OnixQueryVectorT ixProcessQuery(OnixIndexManagerT IndexManager,UCharT *RankedQueryString, UCharT *BooleanQueryString, StatusCodeT *Status)

Arguments

IndexManager: Index Manager created by a call to ixCreateIndexManager() and which has an open index which has a retrieval session in progress..

RankedQueryString: NULL terminated string which has the query terms in it by which the results will be sorted (ranked).

BooleanQueryString: A NULL terminated string which has the query in it.  The query terms must be represented in hexadecimal..

Status: A pointer to a value of type StatusCodeT representing any error conditions.

Returns

OnixQueryVectorT (contains the results of the search).

If an error occurred, Status will be set to the error number.

Description

ixProcessQuery queries the index currently associated with IndexManager.  In order to search an index you must first open it with ixOpenIndex() and then begin a retrieval with ixStartRetrievalSession(). ixProcessQuery takes two different strings that it uses to query the index. The first is a string representing a ranked query. The ranked query attempts to determine which records are most relevant to your search. Not every word in the query is guaranteed to be present in returned records. The next query is a boolean query. You can specify what words must be in returned records. Both queries can be passed to ixProcessQuery. In this case the query processor will return records ranked according to relevance, but only those records which satisfy the boolean query. Pass a NULL to ixProcessQuery if you do not wish to use that query. (For instance if you don't want a ranked query pass NULL in for RankedQueryString)

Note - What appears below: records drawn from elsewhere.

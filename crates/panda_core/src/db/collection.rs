//! Collection tables of the document store.
//!
//! # Responsibility
//! - Own the table layout every document collection uses.
//! - Prepare a store on the root session: reject newer schemas, create
//!   missing collection tables, record the schema version.
//!
//! # Invariants
//! - Preparing a store is idempotent and runs in one transaction.
//! - A store stamped with a newer `user_version` is never written to.

use super::{DbError, DbResult};
use crate::config::StoreLocation;
use rusqlite::Connection;

/// Schema version written to `PRAGMA user_version` by this build.
pub const STORE_SCHEMA_VERSION: u32 = 1;

/// A named set of JSON documents backed by one table.
#[derive(Debug, Clone, Copy, PartialEq, Eq)]
pub struct Collection {
    pub name: &'static str,
    ddl: &'static str,
}

/// Collection holding Backend documents.
///
/// `seq` keeps insertion order for natural-order listing.
pub const BACKENDS: Collection = Collection {
    name: "backends",
    ddl: "CREATE TABLE IF NOT EXISTS backends (
        seq INTEGER PRIMARY KEY AUTOINCREMENT,
        id TEXT NOT NULL UNIQUE,
        body TEXT NOT NULL CHECK (json_valid(body)),
        created_at INTEGER NOT NULL DEFAULT (strftime('%s', 'now') * 1000),
        updated_at INTEGER NOT NULL DEFAULT (strftime('%s', 'now') * 1000)
    );",
};

const COLLECTIONS: &[Collection] = &[BACKENDS];

/// Makes every known collection usable on `conn`.
///
/// # Errors
/// - `UnsupportedSchemaVersion` when the store is newer than this build.
/// - `Collection` when a table cannot be created.
pub fn prepare_store(conn: &mut Connection, location: &StoreLocation) -> DbResult<()> {
    let stored = stored_schema_version(conn)?;
    if stored > STORE_SCHEMA_VERSION {
        return Err(DbError::UnsupportedSchemaVersion {
            location: location.clone(),
            db_version: stored,
            latest_supported: STORE_SCHEMA_VERSION,
        });
    }

    let tx = conn.transaction()?;
    for collection in COLLECTIONS {
        tx.execute_batch(collection.ddl)
            .map_err(|source| DbError::Collection {
                collection: collection.name,
                source,
            })?;
    }
    if stored < STORE_SCHEMA_VERSION {
        tx.pragma_update(None, "user_version", STORE_SCHEMA_VERSION)?;
    }
    tx.commit()?;

    Ok(())
}

/// Reads the schema version stored in `PRAGMA user_version`.
pub fn stored_schema_version(conn: &Connection) -> DbResult<u32> {
    let version = conn.query_row("PRAGMA user_version;", [], |row| row.get::<_, u32>(0))?;
    Ok(version)
}

/// Returns whether the table behind `collection` exists.
pub fn collection_exists(conn: &Connection, collection: &Collection) -> DbResult<bool> {
    let exists = conn.query_row(
        "SELECT EXISTS(SELECT 1 FROM sqlite_master WHERE type = 'table' AND name = ?1);",
        [collection.name],
        |row| row.get::<_, bool>(0),
    )?;
    Ok(exists)
}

Query Terms, and Character Sets

Onix is character set independent and query terms are represented in hexadecimal.  This allows for any string of binary characters to be both indexed and searched. This allows you to deal with any character set and determine how specific characters are handled. For instance many indexers can not handle NULL characters because they assume those represent the end of a string. By storing query terms in hexadecimal you have total freedom and flexibility over your search terms.

To generate a query you must convert your query terms to hexadecimal. A hexadecimal term starts with the text "0x" followed by a hexadecimal number for each byte. The hexadecimal characters are placed consecutively in the string. A space character represents the end of the term. For example "ahab & whale" should be passed to ixProcessQuery as "0x61686162 & 0x7768616c65".  The function ixConvertQuery can be used to automatically convert a query of the form "ahab & whale" to the form "0x61686162 & 0x7768616c65".  ixConvertQuery converts many queries but if your query contains extended characters, Unicode, or boolean operators as part of the query terms, it is advisable that you write a conversion function which is specific to your application's requirements.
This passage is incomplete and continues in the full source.